After breakfast we have the ceremony to thank the chef and the porters for their services and to give them their tips. From here on out we will only have the chef and 2 porters with us for the hike into Machu Picchu. The rest of the porters will go down an alternate trail to catch the local train back to Ollantaytambo and home. You can hear the excitement in their voices as they are talking and laughing while packing up the site, eager to get home.
We say goodbye, take off and now we descend the more tropical side of the mountain range. We hike down to Phuyupatamarka and it is clouded in but beautiful. This archaeological site also features the sacred cascading baths found at other sites once used long ago by the nobles.
We hike down steep steps that wind down the mountainside and are covered from above with masses of thick growth. The steps can only be taken by walking sideways, they are so steep and it is wet so we've got to take it slowly. Flowers and orchids start appearing in huge numbers and soon we are “the orchid paparazzi” as someone put it, snapping away, picture after picture before Eddie brings it to our attention that we must stay on schedule. But they are just so beautiful, orchids of every shape and size!
We hike for 3.5 hours, through the ever-changing cloud forest breaking for a rest and snack. We reach the second tunnel before coming to the Intipata. It is just as fantastic as the previous tunnel and just as steep! At this point in the forest we are at about 9,300 ft.
One of the most special orchids on the trail, Wakani Orchid, Masdevalia veitchiana, in Quechua means "you will weep," from an ancient Inca story.
And one of my favorites, Wiñay Wayna, "Forever Young," Epidendrum secundum, can be seen at Machu Picchu easily, as well as at Wiñay Wayna archaeological site and along the trail.
We move now from Wiñay Wayna and continue on the trail as we descend more in elevation and hike for approximately 1 hour and 45 minutes. The ancient stairways are hanging off the steep mountainsides and orchids continue to pop up everywhere along the trail. We notice Eddie no longer mentions them as we hike so that we won't stop and we can stay on schedule. I think he's figured us out by now. It is raining a bit and clouds move around us as we hike slowly down to the site.

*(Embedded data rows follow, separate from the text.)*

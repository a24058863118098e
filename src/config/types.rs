use crate::renderer::RenderOptions;
use crate::url::Pattern;
use serde::Deserialize;

/// Configuration for one crawl run.
#[derive(Debug, Clone, Deserialize)]
pub struct CrawlConfig {
    /// The start URL (required)
    pub url: String,

    /// Maximum number of pages to fetch, at least 1
    #[serde(default = "default_max")]
    pub max: u32,

    /// Candidates surviving `exclude` must match at least one of these,
    /// unless the list is empty
    #[serde(default)]
    pub include: Vec<Pattern>,

    /// Candidates matching any of these are dropped unconditionally
    #[serde(default)]
    pub exclude: Vec<Pattern>,

    /// Options passed through to the renderer adapter
    #[serde(default)]
    pub render: RenderOptions,
}

impl CrawlConfig {
    pub fn new(url: impl Into<String>) -> Self {
        Self {
            url: url.into(),
            max: default_max(),
            include: Vec::new(),
            exclude: Vec::new(),
            render: RenderOptions::default(),
        }
    }

    pub fn with_max(mut self, max: u32) -> Self {
        self.max = max;
        self
    }

    pub fn with_include(mut self, patterns: Vec<Pattern>) -> Self {
        self.include = patterns;
        self
    }

    pub fn with_exclude(mut self, patterns: Vec<Pattern>) -> Self {
        self.exclude = patterns;
        self
    }
}

fn default_max() -> u32 {
    1
}
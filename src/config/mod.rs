//! Crawl configuration
//!
//! Configuration arrives either programmatically (an embedding layer builds
//! a [`CrawlConfig`]) or from a TOML file via [`load_config`]. Either way
//! it is validated before a crawl starts, and filter patterns are
//! normalized to their compiled form exactly once at load.

mod parser;
mod types;
mod validation;

pub use parser::load_config;
pub use types::CrawlConfig;
pub use validation::validate;

// Patterns are part of the configuration surface even though they live
// with the URL machinery.
pub use crate::url::Pattern;
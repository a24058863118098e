//! Crawl controller - the top-level sequential state machine
//!
//! Owns the visited set, applies include/exclude filtering, drives one page
//! fetch at a time through the renderer adapter, decides termination, and
//! hands the accumulated records to the HAR assembler. The crawl is
//! strictly sequential: the frontier's selection decision depends on the
//! complete result of every prior fetch, and a single renderer instance
//! handles one navigation at a time.

use crate::config::{self, CrawlConfig};
use crate::crawler::frontier::FrontierTracker;
use crate::crawler::links::classify_links;
use crate::har::{self, CrawlRecord, EntryBuilder, Failure, Har, Page, PageTimings};
use crate::renderer::{NavigationOutcome, PageCapture, Renderer};
use crate::url::{canonical_base_id, parse_url, UrlFilter};
use crate::{ConfigError, Result, ScoutError, UrlError};
use std::collections::HashSet;
use url::Url;

/// Where the controller is in its lifecycle.
#[derive(Debug, Clone, Copy, PartialEq, Eq)]
pub enum CrawlState {
    /// Constructed, not yet started
    Idle,
    /// A navigation is in flight
    Fetching,
    /// Deciding whether and what to fetch next
    Selecting,
    /// Ran to completion; a HAR was (or is being) assembled
    Done,
    /// Hard renderer error; no HAR produced
    Failed,
}

impl CrawlState {
    pub fn is_terminal(&self) -> bool {
        matches!(self, Self::Done | Self::Failed)
    }
}

/// The crawl controller. Construct with a config and a renderer, then call
/// [`Crawler::run`] for the single terminal outcome: a validated HAR
/// document or an error.
pub struct Crawler<R: Renderer> {
    config: CrawlConfig,
    start_url: Url,
    filter: UrlFilter,
    renderer: R,
    tracker: FrontierTracker,
    visited: HashSet<String>,
    record: CrawlRecord,
    state: CrawlState,
}

impl<R: Renderer> Crawler<R> {
    /// Validates the configuration and prepares a crawl. Configuration
    /// problems surface here, before any navigation is attempted.
    pub fn new(config: CrawlConfig, renderer: R) -> Result<Self> {
        config::validate(&config)?;

        let start_url =
            parse_url(&config.url).map_err(|e| ConfigError::InvalidUrl(e.to_string()))?;
        let filter = UrlFilter::new(
            start_url.clone(),
            config.exclude.clone(),
            config.include.clone(),
        );

        Ok(Self {
            config,
            start_url,
            filter,
            renderer,
            tracker: FrontierTracker::new(),
            visited: HashSet::new(),
            record: CrawlRecord::default(),
            state: CrawlState::Idle,
        })
    }

    pub fn state(&self) -> CrawlState {
        self.state
    }

    /// Runs the crawl to its terminal state and assembles the HAR.
    ///
    /// Terminates when `max` pages have been recorded or when no unvisited
    /// candidate survives filtering. A failed navigation becomes a
    /// `_failures[]` record and the crawl continues; a renderer process
    /// error aborts immediately with no HAR.
    pub async fn run(mut self) -> Result<Har> {
        tracing::info!(url = %self.start_url, max = self.config.max, "starting crawl");

        let mut next = self.start_url.to_string();
        self.state = CrawlState::Fetching;

        loop {
            tracing::debug!(url = %next, "fetching");
            let capture = match self.renderer.render(&next, &self.config.render).await {
                Ok(capture) => capture,
                Err(e) => {
                    tracing::error!(url = %next, error = %e, "renderer failure, aborting crawl");
                    self.state = CrawlState::Failed;
                    return Err(ScoutError::Renderer(e));
                }
            };

            self.record_capture(&next, capture);
            self.state = CrawlState::Selecting;

            if self.record.pages.len() as u32 >= self.config.max {
                tracing::info!(pages = self.record.pages.len(), "fetch budget reached");
                self.state = CrawlState::Done;
                break;
            }

            match self.select_next() {
                Some(id) => {
                    next = id;
                    self.state = CrawlState::Fetching;
                }
                None => {
                    tracing::info!("no unvisited candidate survives filtering, crawl complete");
                    self.state = CrawlState::Done;
                    break;
                }
            }
        }

        let browser = self.renderer.identity();
        har::assemble(self.record, browser)
    }

    /// Folds one navigation result into the crawl record. The requested id
    /// always enters the visited set, success or not, so it is never
    /// re-picked.
    fn record_capture(&mut self, requested: &str, capture: PageCapture) {
        self.visited.insert(requested.to_string());

        match capture.outcome.clone() {
            NavigationOutcome::Success => match self.build_page(&capture) {
                Ok(page) => {
                    self.visited.insert(page.id.clone());
                    if let Ok(page_url) = Url::parse(&page.id) {
                        self.visited.insert(canonical_base_id(&page_url));
                    }

                    // Two candidates can redirect to the same final URL; the
                    // second navigation lands on a page already in the log
                    // and must not append a duplicate id.
                    if self.tracker.has_page(&page.id) {
                        tracing::debug!(id = %page.id, "redirected to an already-recorded page");
                        return;
                    }

                    self.record
                        .entries
                        .extend(build_entries(&page.id, &capture));

                    tracing::info!(id = %page.id, links = page.links.len(), "page recorded");
                    self.tracker.record_page(&page);
                    self.record.pages.push(page);
                }
                Err(e) => {
                    tracing::warn!(url = %capture.final_url, error = %e, "unusable final URL");
                    self.push_failure(requested, &capture, format!("invalid final URL: {}", e));
                }
            },
            NavigationOutcome::Failure { detail } => {
                tracing::warn!(url = %requested, detail = %detail, "navigation failed");
                self.push_failure(requested, &capture, detail);
            }
        }
    }

    fn push_failure(&mut self, requested: &str, capture: &PageCapture, detail: String) {
        // Resources that completed before the navigation failed are kept,
        // referenced by the failure's id.
        self.record.entries.extend(build_entries(requested, capture));
        self.record.failures.push(Failure {
            id: requested.to_string(),
            started_date_time: Some(capture.started_at),
            detail,
        });
    }

    fn build_page(&self, capture: &PageCapture) -> std::result::Result<Page, UrlError> {
        let page_url = parse_url(&capture.final_url)?;
        let links = classify_links(&page_url, &self.start_url, &capture.anchors);

        let on_load = (capture.finished_at - capture.started_at).num_milliseconds();
        let on_content_load = capture
            .content_loaded_at
            .map(|t| (t - capture.started_at).num_milliseconds())
            .unwrap_or(-1);

        Ok(Page {
            id: capture.final_url.clone(),
            started_date_time: capture.started_at,
            title: capture.title.clone(),
            page_timings: PageTimings {
                on_content_load,
                on_load,
            },
            links,
            rendered_source: capture.rendered_source.clone(),
            redirects: capture.redirects.clone(),
            console_messages: capture.console_messages.clone(),
            errors: capture.page_errors.clone(),
            screenshot: capture.screenshot.clone(),
        })
    }

    /// Asks the frontier for the next candidate, restricted to ids that
    /// survive include/exclude filtering. Re-evaluated fresh after every
    /// fetch; never cached.
    fn select_next(&self) -> Option<String> {
        let filter = &self.filter;
        self.tracker
            .pick_next(&self.visited, |entry| {
                Url::parse(&entry.id)
                    .map(|url| filter.allows(&url))
                    .unwrap_or(false)
            })
            .map(|entry| entry.id.clone())
    }
}

/// Runs every resource event of a capture through the entry lifecycle.
fn build_entries(pageref: &str, capture: &PageCapture) -> Vec<har::Entry> {
    let mut builder = EntryBuilder::new(pageref);
    for event in &capture.resource_events {
        builder.apply(event);
    }
    builder.finish()
}
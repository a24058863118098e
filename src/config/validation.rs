use crate::config::CrawlConfig;
use crate::url::parse_url;
use crate::ConfigError;

/// Validates a configuration before the crawl starts.
///
/// Everything rejected here is a [`ConfigError`], surfaced synchronously:
/// the crawl never begins with a configuration that could not complete.
pub fn validate(config: &CrawlConfig) -> Result<(), ConfigError> {
    if config.url.trim().is_empty() {
        return Err(ConfigError::Validation(
            "crawl URL must not be empty".to_string(),
        ));
    }

    parse_url(&config.url).map_err(|e| ConfigError::InvalidUrl(e.to_string()))?;

    if config.max < 1 {
        return Err(ConfigError::Validation(
            "max must be at least 1".to_string(),
        ));
    }

    if config.render.viewport_width == 0 || config.render.viewport_height == 0 {
        return Err(ConfigError::Validation(
            "viewport dimensions must be at least 1x1".to_string(),
        ));
    }

    Ok(())
}
use crate::config::validation::validate;
use crate::config::CrawlConfig;
use crate::ConfigError;
use std::path::Path;

/// Loads, parses and validates a TOML configuration file.
pub fn load_config(path: &Path) -> Result<CrawlConfig, ConfigError> {
    let content = std::fs::read_to_string(path)?;
    let config: CrawlConfig = toml::from_str(&content)?;
    validate(&config)?;
    Ok(config)
}
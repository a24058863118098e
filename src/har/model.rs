//! HAR 1.2 document model
//!
//! Serde representation of the assembled archive. Field names follow the
//! published HAR 1.2 property names; non-standard extensions carry the
//! conventional `_` prefix (`_links`, `_renderedSource`, `_failures`, ...).

use chrono::{DateTime, Utc};
use serde::{Deserialize, Serialize};

/// The terminal artifact of a crawl: `{ "log": { ... } }`.
#[derive(Debug, Clone, Serialize, Deserialize)]
pub struct Har {
    pub log: HarLog,
}

#[derive(Debug, Clone, Serialize, Deserialize)]
pub struct HarLog {
    pub version: String,
    pub creator: Creator,
    pub browser: Browser,
    pub pages: Vec<Page>,
    pub entries: Vec<Entry>,
    /// Navigations that never reached a success state
    #[serde(rename = "_failures", default)]
    pub failures: Vec<Failure>,
}

#[derive(Debug, Clone, Serialize, Deserialize)]
pub struct Creator {
    pub name: String,
    pub version: String,
    pub comment: String,
}

#[derive(Debug, Clone, Serialize, Deserialize)]
pub struct Browser {
    pub name: String,
    pub version: String,
}

/// One successfully fetched page. Immutable once appended to the log.
#[derive(Debug, Clone, Serialize, Deserialize)]
pub struct Page {
    /// Canonical URL after any redirects; the dedup key
    pub id: String,
    #[serde(rename = "startedDateTime")]
    pub started_date_time: DateTime<Utc>,
    pub title: String,
    #[serde(rename = "pageTimings")]
    pub page_timings: PageTimings,
    /// Links extracted from the rendered DOM, grouped by canonical base id
    #[serde(rename = "_links", default)]
    pub links: Vec<LinkGroup>,
    #[serde(rename = "_renderedSource", default)]
    pub rendered_source: String,
    /// URLs passed through before landing on `id`
    #[serde(rename = "_redirects", default, skip_serializing_if = "Vec::is_empty")]
    pub redirects: Vec<String>,
    #[serde(
        rename = "_consoleMessages",
        default,
        skip_serializing_if = "Vec::is_empty"
    )]
    pub console_messages: Vec<ConsoleMessage>,
    #[serde(rename = "_errors", default, skip_serializing_if = "Vec::is_empty")]
    pub errors: Vec<PageError>,
    /// Base64 PNG, present when screenshots were requested
    #[serde(
        rename = "_screenshot",
        default,
        skip_serializing_if = "Option::is_none"
    )]
    pub screenshot: Option<String>,
}

#[derive(Debug, Clone, Serialize, Deserialize)]
pub struct PageTimings {
    /// Milliseconds until DOMContentLoaded, -1 when not observed
    #[serde(rename = "onContentLoad")]
    pub on_content_load: i64,
    /// Milliseconds until the load event
    #[serde(rename = "onLoad")]
    pub on_load: i64,
}

/// Links sharing a canonical base id, aggregated per page.
#[derive(Debug, Clone, Serialize, Deserialize)]
pub struct LinkGroup {
    /// Canonical base id (scheme+host+path) shared by all instances
    pub id: String,
    /// Occurrences of this id on the owning page
    pub count: u32,
    /// Same host as the owning page
    pub internal: bool,
    /// Internal and within the crawl's base path
    pub subpage: bool,
    pub instances: Vec<Link>,
}

/// A single anchor occurrence.
#[derive(Debug, Clone, Serialize, Deserialize)]
pub struct Link {
    pub href: String,
    /// Absolute URL after resolution against the owning page
    pub url: String,
    pub text: String,
    #[serde(default, skip_serializing_if = "Option::is_none")]
    pub title: Option<String>,
    #[serde(default, skip_serializing_if = "Option::is_none")]
    pub target: Option<String>,
}

/// One request/response pair.
#[derive(Debug, Clone, Serialize, Deserialize)]
pub struct Entry {
    /// Owning Page.id (or Failure.id for entries of a failed navigation)
    pub pageref: String,
    #[serde(rename = "startedDateTime")]
    pub started_date_time: DateTime<Utc>,
    /// Total elapsed milliseconds, -1 until the entry completes
    pub time: i64,
    pub request: Request,
    pub response: Option<Response>,
    pub cache: Cache,
    pub timings: Timings,
    pub connection: String,
    /// Entries that never completed both reply stages, or data: URIs.
    /// Never serialized; resolved before assembly and filtered out.
    #[serde(skip)]
    pub ignore: bool,
}

#[derive(Debug, Clone, Serialize, Deserialize)]
pub struct Request {
    pub method: String,
    pub url: String,
    #[serde(rename = "httpVersion")]
    pub http_version: String,
    pub headers: Vec<Header>,
    #[serde(rename = "queryString")]
    pub query_string: Vec<Header>,
    pub cookies: Vec<Cookie>,
    #[serde(rename = "headersSize")]
    pub headers_size: i64,
    #[serde(rename = "bodySize")]
    pub body_size: i64,
}

#[derive(Debug, Clone, Serialize, Deserialize)]
pub struct Response {
    pub status: u16,
    #[serde(rename = "statusText")]
    pub status_text: String,
    #[serde(rename = "httpVersion")]
    pub http_version: String,
    pub cookies: Vec<Cookie>,
    pub headers: Vec<Header>,
    #[serde(rename = "redirectURL")]
    pub redirect_url: String,
    #[serde(rename = "headersSize")]
    pub headers_size: i64,
    #[serde(rename = "bodySize")]
    pub body_size: i64,
    pub content: Content,
}

#[derive(Debug, Clone, Serialize, Deserialize)]
pub struct Content {
    pub size: i64,
    #[serde(rename = "mimeType")]
    pub mime_type: String,
}

/// Name/value pair used for headers and query string items alike.
#[derive(Debug, Clone, PartialEq, Eq, Serialize, Deserialize)]
pub struct Header {
    pub name: String,
    pub value: String,
}

impl Header {
    pub fn new(name: impl Into<String>, value: impl Into<String>) -> Self {
        Self {
            name: name.into(),
            value: value.into(),
        }
    }
}

#[derive(Debug, Clone, Serialize, Deserialize)]
pub struct Cookie {
    pub name: String,
    pub value: String,
}

/// Cache state around the request. The adapter cannot observe it, so both
/// sides stay empty, but HAR 1.2 requires the object to be present.
#[derive(Debug, Clone, Default, Serialize, Deserialize)]
pub struct Cache {}

/// Per-phase timings in milliseconds. Phases the adapter cannot observe are
/// fixed at -1 (dns, connect, ssl) or 0 (blocked, send).
#[derive(Debug, Clone, Serialize, Deserialize)]
pub struct Timings {
    pub blocked: i64,
    pub dns: i64,
    pub connect: i64,
    pub send: i64,
    pub wait: i64,
    pub receive: i64,
    pub ssl: i64,
}

impl Default for Timings {
    fn default() -> Self {
        Self {
            blocked: 0,
            dns: -1,
            connect: -1,
            send: 0,
            wait: -1,
            receive: -1,
            ssl: -1,
        }
    }
}

/// A navigation that never reached a success state.
#[derive(Debug, Clone, Serialize, Deserialize)]
pub struct Failure {
    /// The URL that was requested
    pub id: String,
    #[serde(
        rename = "startedDateTime",
        default,
        skip_serializing_if = "Option::is_none"
    )]
    pub started_date_time: Option<DateTime<Utc>>,
    pub detail: String,
}

/// A console message the page emitted while rendering.
#[derive(Debug, Clone, Serialize, Deserialize)]
pub struct ConsoleMessage {
    pub message: String,
    #[serde(default, skip_serializing_if = "Option::is_none")]
    pub line: Option<u32>,
    #[serde(rename = "sourceId", default, skip_serializing_if = "Option::is_none")]
    pub source_id: Option<String>,
}

/// A script error the page raised while rendering.
#[derive(Debug, Clone, Serialize, Deserialize)]
pub struct PageError {
    pub message: String,
}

We finally arrive to the Intipunku and the steps to this sacred and ancient gateway are so steep we laugh as we almost climb on all fours to the top. As we reach the gateway, I get so excited. I know that I am experiencing something that I will never forget! It's breathtaking and we are all smiling at the magnificent site of Machu Picchu!!! We made it, and what a trek it has been!
I am nearly moved to tears and stand off to the side to regroup. There are few places where reality exceeds your expectations and I have to say this is truly one of them....
A couple of group pictures and we are on our way. The park is empty and the only living things we see are the llamas munching away in the rain!
We still have 45 minutes to hike down from the stone threshold of Intipunku, "The Sun Gate," go through the ruins and get to the exit gate. We walk in total silence and reflect the last few days hiking and sites.
As we near the exit I notice everyone looking back, again and again at the site of Machu Picchu devoid of any humans! Then I realize that I may never see this again....
Out of the park we are all smiles as we wait for the last bus to arrive that will take us down to Aguas Calientes and we celebrate with a hug!